Directions for this task - Copy out each line of the material below with no changes.

--------------------

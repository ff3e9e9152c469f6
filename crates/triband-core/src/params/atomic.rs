use std::sync::atomic::{AtomicU32, Ordering};

/// Lock-free f32 cell shared between the control and audio threads
///
/// Stored as raw bits in an `AtomicU32`. All accesses are `Relaxed`: each
/// value is independent and readers only need to see some recent write.
#[derive(Debug)]
pub struct AtomicF32(AtomicU32);

impl AtomicF32 {
    pub fn new(value: f32) -> Self {
        Self(AtomicU32::new(value.to_bits()))
    }

    #[inline]
    pub fn load(&self) -> f32 {
        f32::from_bits(self.0.load(Ordering::Relaxed))
    }

    #[inline]
    pub fn store(&self, value: f32) {
        self.0.store(value.to_bits(), Ordering::Relaxed);
    }
}

impl Default for AtomicF32 {
    fn default() -> Self {
        Self::new(0.0)
    }
}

--------------------

Response -
repository ff3e9e9152c469f6
filename crates/triband-core/src/params/atomic.rs
use std::sync::atomic::{AtomicU32, Ordering};

/// Lock-free f32 cell shared between the control and audio threads
///
/// Stored as raw bits in an `AtomicU32`. All accesses are `Relaxed`: each
/// value is independent and readers only need to see some recent write.
#[derive(Debug)]
pub struct AtomicF32(AtomicU32);

impl AtomicF32 {
    pub fn new(value: f32) -> Self {
        Self(AtomicU32::new(value.to_bits()))
    }

    #[inline]
    pub fn load(&self) -> f32 {
        f32::from_bits(self.0.load(Ordering::Relaxed))
    }

    #[inline]
    pub fn store(&self, value: f32) {
        self.0.store(value.to_bits(), Ordering::Relaxed);
    }
}

impl Default for AtomicF32 {
    fn default() -> Self {
        Self::new(0.0)
    }
}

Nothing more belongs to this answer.